---------- Data shown ----------

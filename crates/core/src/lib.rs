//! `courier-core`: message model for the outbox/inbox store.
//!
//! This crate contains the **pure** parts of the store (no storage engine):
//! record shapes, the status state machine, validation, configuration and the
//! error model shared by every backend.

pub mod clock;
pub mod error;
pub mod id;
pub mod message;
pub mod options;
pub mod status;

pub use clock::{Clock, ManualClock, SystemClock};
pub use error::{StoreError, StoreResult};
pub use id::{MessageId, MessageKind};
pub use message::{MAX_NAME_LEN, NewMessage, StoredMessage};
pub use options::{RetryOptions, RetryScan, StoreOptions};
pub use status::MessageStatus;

----------
---------- Data shown ----------

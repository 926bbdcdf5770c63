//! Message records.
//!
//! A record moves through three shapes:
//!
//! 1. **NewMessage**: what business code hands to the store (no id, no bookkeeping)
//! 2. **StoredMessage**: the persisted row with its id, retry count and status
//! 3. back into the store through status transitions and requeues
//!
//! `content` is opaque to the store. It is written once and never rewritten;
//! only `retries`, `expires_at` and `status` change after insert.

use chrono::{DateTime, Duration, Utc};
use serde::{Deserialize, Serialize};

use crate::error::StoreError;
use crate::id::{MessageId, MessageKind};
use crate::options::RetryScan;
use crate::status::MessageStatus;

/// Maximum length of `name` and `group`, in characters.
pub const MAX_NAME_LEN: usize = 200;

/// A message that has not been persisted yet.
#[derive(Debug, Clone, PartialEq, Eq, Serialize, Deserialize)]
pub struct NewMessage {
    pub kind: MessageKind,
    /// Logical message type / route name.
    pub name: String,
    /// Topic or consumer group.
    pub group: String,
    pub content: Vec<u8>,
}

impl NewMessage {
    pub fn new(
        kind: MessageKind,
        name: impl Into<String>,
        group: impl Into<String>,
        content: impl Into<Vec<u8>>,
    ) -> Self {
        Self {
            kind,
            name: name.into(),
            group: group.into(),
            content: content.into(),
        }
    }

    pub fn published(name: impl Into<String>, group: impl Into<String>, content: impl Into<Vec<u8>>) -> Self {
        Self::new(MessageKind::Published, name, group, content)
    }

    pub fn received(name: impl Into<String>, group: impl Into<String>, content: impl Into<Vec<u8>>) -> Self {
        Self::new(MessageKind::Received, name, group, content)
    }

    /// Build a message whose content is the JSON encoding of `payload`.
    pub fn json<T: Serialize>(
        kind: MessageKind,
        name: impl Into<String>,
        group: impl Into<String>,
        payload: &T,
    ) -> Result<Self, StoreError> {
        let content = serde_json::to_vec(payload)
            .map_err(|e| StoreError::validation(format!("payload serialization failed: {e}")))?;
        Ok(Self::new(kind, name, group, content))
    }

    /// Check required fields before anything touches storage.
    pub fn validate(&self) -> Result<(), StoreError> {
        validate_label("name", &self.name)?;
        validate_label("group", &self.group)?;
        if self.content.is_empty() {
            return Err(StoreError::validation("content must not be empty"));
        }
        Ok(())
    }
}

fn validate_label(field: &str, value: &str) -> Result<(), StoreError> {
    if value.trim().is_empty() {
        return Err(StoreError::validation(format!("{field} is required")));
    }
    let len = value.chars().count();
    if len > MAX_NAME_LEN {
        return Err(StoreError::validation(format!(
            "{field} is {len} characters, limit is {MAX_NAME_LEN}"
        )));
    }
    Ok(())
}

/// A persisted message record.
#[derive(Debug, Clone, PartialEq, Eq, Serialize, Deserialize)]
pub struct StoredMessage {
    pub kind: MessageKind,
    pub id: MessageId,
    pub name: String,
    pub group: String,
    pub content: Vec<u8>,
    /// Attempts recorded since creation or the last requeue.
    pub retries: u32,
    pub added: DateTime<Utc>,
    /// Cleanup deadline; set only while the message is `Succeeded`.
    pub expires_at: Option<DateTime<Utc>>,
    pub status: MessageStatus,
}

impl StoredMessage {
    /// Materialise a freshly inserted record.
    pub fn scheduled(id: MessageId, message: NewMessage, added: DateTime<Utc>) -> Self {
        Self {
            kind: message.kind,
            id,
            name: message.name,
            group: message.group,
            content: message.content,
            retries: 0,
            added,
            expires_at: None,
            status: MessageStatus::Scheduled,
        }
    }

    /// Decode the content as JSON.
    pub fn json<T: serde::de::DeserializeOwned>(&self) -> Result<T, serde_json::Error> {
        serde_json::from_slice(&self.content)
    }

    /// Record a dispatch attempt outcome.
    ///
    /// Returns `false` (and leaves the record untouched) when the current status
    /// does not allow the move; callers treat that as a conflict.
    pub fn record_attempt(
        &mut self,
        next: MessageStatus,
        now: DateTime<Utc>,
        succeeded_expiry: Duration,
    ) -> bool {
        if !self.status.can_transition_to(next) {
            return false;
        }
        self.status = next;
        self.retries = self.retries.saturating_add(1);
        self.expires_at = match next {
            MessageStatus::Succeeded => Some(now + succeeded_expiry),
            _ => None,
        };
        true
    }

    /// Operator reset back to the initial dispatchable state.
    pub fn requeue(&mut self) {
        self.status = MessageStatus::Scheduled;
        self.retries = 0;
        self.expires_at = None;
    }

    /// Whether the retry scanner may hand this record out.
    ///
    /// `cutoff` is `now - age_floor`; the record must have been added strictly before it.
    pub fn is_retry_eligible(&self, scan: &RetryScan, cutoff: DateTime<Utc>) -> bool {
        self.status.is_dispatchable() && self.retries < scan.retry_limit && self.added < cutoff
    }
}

----------

*Try it:* Restate word for word the lines in the material above from the one with "pub mod clock;" to the one with "pub use status::MessageStatus;"; both of those lines count, and nothing else does.

*Solution to this problem:*
pub mod clock;
pub mod error;
pub mod id;
pub mod message;
pub mod options;
pub mod status;

pub use clock::{Clock, ManualClock, SystemClock};
pub use error::{StoreError, StoreResult};
pub use id::{MessageId, MessageKind};
pub use message::{MAX_NAME_LEN, NewMessage, StoredMessage};
pub use options::{RetryOptions, RetryScan, StoreOptions};
pub use status::MessageStatus;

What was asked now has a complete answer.